#### [AIM OF THE EXERCISE]
Everything in the listing below from the line containing "impl FromStr for" through the line containing "state-changing transition did." must be repeated exactly; the remaining lines are not wanted.

#### [RECORDS]
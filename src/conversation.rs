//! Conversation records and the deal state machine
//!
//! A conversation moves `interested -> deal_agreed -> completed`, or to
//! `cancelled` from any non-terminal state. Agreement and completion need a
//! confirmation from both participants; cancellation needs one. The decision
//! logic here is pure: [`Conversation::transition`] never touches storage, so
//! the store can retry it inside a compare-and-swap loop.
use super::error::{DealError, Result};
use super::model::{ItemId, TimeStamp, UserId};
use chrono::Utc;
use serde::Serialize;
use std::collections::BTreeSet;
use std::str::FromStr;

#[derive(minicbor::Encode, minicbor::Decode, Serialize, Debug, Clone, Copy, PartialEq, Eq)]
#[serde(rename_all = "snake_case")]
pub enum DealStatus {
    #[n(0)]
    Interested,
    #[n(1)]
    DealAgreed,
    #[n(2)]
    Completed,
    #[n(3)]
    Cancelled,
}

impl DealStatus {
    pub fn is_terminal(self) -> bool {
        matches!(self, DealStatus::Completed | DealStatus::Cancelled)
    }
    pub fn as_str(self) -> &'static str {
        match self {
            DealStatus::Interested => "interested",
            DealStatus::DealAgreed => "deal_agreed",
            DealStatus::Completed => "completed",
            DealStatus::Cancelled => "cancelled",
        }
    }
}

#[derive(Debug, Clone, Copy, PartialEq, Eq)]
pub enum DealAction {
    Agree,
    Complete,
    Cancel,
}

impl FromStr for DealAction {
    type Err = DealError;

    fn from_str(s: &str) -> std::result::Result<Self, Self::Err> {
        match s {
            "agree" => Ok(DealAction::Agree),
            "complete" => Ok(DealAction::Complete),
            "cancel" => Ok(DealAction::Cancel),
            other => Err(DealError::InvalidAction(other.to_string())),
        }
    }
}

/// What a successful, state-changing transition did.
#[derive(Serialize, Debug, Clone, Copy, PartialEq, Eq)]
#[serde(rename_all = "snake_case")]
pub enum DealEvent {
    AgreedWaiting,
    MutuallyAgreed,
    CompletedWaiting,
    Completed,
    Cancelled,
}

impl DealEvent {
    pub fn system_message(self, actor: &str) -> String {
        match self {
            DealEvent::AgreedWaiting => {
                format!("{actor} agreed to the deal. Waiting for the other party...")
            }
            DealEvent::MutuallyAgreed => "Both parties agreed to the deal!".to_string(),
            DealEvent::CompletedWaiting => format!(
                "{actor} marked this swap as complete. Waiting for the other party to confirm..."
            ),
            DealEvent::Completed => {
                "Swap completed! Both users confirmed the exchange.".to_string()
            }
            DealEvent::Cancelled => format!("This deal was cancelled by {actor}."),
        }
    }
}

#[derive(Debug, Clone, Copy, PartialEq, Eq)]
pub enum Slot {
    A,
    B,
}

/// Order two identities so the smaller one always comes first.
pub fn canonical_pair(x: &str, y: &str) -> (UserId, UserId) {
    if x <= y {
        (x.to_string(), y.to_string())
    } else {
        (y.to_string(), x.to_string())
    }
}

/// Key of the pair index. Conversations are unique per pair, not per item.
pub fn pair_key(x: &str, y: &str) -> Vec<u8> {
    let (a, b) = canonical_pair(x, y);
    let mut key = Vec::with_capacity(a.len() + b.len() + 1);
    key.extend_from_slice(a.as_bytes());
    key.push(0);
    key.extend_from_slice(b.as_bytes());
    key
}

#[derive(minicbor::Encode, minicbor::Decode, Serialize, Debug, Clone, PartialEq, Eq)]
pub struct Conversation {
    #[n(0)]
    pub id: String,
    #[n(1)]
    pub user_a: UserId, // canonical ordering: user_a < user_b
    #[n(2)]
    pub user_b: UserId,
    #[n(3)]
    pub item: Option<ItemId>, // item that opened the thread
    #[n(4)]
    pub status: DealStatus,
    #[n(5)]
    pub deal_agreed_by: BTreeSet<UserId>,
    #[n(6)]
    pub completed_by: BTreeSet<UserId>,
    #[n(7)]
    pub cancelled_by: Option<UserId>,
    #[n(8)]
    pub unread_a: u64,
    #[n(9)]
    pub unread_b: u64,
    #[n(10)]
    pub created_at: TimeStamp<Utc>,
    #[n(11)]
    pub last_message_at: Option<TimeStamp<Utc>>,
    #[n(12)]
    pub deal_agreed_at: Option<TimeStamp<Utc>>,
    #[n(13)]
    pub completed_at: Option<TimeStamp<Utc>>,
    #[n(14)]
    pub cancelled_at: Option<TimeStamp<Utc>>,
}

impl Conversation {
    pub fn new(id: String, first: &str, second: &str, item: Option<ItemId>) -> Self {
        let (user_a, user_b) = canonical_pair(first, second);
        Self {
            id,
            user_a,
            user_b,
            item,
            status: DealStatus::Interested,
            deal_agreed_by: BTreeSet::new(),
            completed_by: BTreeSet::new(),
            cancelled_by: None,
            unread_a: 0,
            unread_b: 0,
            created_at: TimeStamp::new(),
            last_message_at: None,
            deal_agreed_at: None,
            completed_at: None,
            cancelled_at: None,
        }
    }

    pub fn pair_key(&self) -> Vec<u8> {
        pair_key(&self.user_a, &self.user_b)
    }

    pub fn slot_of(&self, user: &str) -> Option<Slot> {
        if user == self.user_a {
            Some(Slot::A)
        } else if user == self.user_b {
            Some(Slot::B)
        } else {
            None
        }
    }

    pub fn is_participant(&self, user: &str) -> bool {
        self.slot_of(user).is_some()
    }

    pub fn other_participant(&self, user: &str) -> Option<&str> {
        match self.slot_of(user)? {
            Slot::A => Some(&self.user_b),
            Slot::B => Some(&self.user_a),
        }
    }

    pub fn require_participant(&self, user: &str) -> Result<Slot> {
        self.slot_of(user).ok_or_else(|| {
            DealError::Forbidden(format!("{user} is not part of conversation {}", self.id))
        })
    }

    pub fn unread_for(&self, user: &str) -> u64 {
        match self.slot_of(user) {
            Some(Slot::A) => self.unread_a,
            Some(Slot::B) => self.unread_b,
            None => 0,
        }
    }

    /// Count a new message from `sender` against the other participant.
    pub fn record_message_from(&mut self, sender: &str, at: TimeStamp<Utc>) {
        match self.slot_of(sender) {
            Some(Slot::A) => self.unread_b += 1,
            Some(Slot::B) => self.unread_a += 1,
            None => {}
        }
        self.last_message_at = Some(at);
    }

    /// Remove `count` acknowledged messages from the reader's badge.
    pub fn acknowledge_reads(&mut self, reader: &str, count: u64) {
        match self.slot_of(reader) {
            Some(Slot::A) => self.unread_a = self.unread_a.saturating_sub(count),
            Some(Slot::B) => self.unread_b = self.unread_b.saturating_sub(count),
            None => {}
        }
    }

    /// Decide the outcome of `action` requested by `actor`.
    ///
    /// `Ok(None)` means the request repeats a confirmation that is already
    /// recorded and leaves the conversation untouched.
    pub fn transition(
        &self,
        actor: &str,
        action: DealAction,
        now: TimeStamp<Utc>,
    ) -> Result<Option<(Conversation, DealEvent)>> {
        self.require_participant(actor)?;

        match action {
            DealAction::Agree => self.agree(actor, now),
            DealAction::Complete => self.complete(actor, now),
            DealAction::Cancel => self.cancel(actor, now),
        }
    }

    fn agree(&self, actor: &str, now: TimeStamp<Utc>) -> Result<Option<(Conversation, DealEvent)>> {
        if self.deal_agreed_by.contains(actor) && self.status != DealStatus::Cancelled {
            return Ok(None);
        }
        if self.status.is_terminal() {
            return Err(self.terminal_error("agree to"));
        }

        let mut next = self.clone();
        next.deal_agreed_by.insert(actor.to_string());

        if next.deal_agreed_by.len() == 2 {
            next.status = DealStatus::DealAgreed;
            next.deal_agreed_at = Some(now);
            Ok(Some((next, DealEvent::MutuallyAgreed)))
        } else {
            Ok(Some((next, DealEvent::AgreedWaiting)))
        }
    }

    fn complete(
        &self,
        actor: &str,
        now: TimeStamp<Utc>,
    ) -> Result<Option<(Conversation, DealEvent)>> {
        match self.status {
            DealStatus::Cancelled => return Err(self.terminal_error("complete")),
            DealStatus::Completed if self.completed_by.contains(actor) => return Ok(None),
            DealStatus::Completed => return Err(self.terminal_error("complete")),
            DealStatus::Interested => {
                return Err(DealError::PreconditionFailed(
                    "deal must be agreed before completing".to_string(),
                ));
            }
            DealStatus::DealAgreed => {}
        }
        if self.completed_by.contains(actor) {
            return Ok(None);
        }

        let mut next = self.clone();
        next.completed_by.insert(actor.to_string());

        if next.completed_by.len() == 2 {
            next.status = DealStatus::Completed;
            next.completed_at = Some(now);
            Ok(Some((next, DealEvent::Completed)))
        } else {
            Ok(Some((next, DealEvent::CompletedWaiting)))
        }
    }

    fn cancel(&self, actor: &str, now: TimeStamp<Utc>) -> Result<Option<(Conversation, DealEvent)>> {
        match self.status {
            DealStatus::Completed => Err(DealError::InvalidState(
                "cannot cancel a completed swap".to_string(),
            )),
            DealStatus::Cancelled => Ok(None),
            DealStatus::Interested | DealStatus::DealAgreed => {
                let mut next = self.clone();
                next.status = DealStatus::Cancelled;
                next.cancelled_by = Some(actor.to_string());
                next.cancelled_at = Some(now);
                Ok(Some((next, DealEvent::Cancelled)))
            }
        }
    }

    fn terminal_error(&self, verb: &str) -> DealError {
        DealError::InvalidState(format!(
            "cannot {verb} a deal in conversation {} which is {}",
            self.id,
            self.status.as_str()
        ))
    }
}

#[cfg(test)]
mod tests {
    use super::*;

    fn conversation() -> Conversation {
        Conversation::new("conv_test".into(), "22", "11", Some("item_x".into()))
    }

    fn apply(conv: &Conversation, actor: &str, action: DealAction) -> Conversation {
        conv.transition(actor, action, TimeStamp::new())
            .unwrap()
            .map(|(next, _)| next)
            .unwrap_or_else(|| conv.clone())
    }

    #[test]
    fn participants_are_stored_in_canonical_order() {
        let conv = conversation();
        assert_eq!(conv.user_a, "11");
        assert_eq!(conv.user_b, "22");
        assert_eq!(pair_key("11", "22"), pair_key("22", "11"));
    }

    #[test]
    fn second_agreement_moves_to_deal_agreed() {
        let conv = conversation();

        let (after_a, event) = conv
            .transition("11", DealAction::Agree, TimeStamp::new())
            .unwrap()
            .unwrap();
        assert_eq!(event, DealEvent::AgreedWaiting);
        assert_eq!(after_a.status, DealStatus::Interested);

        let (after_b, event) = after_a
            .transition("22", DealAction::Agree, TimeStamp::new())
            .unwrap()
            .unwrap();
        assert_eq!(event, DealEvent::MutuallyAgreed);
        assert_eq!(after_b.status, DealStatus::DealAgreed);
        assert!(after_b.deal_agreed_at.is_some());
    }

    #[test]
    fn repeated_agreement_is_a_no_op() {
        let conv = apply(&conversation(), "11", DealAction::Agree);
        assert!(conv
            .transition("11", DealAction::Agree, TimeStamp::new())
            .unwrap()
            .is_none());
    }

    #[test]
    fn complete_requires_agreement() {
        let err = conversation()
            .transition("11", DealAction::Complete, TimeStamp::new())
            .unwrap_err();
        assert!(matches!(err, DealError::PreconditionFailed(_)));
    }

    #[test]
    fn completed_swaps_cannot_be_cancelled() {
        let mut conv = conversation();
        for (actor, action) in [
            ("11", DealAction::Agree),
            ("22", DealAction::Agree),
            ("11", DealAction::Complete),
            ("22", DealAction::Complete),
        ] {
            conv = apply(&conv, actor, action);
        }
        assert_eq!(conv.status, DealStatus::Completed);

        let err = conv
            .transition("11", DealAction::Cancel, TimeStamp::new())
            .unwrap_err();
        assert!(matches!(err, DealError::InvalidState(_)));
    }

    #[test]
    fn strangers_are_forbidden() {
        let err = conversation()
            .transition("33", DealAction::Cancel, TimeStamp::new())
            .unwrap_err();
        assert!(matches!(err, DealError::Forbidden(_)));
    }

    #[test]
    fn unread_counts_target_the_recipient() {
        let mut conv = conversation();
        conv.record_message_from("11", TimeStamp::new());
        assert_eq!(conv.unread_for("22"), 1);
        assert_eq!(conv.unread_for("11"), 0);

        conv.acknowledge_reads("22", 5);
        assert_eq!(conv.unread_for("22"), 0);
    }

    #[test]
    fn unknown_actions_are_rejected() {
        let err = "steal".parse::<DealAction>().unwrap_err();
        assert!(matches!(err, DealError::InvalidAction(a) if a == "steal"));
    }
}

--

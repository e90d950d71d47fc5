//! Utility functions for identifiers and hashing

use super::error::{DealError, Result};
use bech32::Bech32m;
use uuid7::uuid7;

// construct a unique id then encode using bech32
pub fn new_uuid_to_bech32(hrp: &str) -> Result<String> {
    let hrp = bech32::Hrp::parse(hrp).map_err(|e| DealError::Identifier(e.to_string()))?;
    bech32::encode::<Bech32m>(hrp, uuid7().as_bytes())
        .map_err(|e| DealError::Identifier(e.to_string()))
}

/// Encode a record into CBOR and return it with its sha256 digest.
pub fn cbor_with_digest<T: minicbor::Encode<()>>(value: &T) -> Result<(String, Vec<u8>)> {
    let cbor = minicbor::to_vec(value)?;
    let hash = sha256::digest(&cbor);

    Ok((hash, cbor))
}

==

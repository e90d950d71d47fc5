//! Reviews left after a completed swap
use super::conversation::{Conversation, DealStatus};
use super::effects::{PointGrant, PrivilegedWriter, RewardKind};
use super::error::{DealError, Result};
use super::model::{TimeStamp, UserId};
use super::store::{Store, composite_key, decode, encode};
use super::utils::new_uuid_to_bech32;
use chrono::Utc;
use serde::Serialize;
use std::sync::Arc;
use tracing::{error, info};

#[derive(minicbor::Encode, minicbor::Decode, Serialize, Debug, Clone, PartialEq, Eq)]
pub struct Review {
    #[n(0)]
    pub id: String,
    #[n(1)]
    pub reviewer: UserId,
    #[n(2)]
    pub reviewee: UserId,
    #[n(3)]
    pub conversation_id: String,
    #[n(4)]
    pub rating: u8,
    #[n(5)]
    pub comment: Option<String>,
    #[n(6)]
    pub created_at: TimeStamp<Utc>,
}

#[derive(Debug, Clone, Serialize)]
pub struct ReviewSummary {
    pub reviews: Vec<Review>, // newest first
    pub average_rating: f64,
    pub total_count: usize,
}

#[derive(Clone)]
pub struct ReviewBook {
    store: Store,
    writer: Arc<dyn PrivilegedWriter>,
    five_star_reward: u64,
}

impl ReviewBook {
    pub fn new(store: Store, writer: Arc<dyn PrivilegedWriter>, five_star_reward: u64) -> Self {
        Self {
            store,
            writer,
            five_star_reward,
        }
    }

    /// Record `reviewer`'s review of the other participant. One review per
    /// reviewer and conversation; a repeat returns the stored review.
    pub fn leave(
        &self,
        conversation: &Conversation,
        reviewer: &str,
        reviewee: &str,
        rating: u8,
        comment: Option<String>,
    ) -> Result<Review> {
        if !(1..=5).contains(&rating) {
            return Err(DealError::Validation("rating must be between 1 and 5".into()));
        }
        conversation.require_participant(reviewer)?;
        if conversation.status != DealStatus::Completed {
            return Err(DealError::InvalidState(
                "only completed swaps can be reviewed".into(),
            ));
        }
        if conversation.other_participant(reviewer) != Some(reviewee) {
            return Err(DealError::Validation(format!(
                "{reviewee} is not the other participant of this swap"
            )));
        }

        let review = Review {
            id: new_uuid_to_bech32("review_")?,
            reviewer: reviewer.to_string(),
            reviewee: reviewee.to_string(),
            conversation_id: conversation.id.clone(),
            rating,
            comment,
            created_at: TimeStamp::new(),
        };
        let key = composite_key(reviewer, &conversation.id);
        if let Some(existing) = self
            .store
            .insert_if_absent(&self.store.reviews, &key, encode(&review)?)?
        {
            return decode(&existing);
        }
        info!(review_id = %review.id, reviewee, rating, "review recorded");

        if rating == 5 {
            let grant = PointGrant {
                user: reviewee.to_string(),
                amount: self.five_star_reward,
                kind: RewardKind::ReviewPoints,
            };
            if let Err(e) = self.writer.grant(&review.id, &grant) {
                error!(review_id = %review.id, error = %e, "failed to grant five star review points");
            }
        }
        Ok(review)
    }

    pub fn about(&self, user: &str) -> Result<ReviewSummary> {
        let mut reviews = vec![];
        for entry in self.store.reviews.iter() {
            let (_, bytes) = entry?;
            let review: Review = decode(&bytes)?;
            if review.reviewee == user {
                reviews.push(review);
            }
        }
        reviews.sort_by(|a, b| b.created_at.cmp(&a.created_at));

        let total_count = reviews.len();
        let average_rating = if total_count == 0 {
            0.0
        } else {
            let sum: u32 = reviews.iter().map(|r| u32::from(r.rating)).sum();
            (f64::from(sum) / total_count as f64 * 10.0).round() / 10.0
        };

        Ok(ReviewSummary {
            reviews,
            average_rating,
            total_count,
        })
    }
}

#### [RESULT OF THE EXERCISE]
impl FromStr for DealAction {
    type Err = DealError;

    fn from_str(s: &str) -> std::result::Result<Self, Self::Err> {
        match s {
            "agree" => Ok(DealAction::Agree),
            "complete" => Ok(DealAction::Complete),
            "cancel" => Ok(DealAction::Cancel),
            other => Err(DealError::InvalidAction(other.to_string())),
        }
    }
}

/// What a successful, state-changing transition did.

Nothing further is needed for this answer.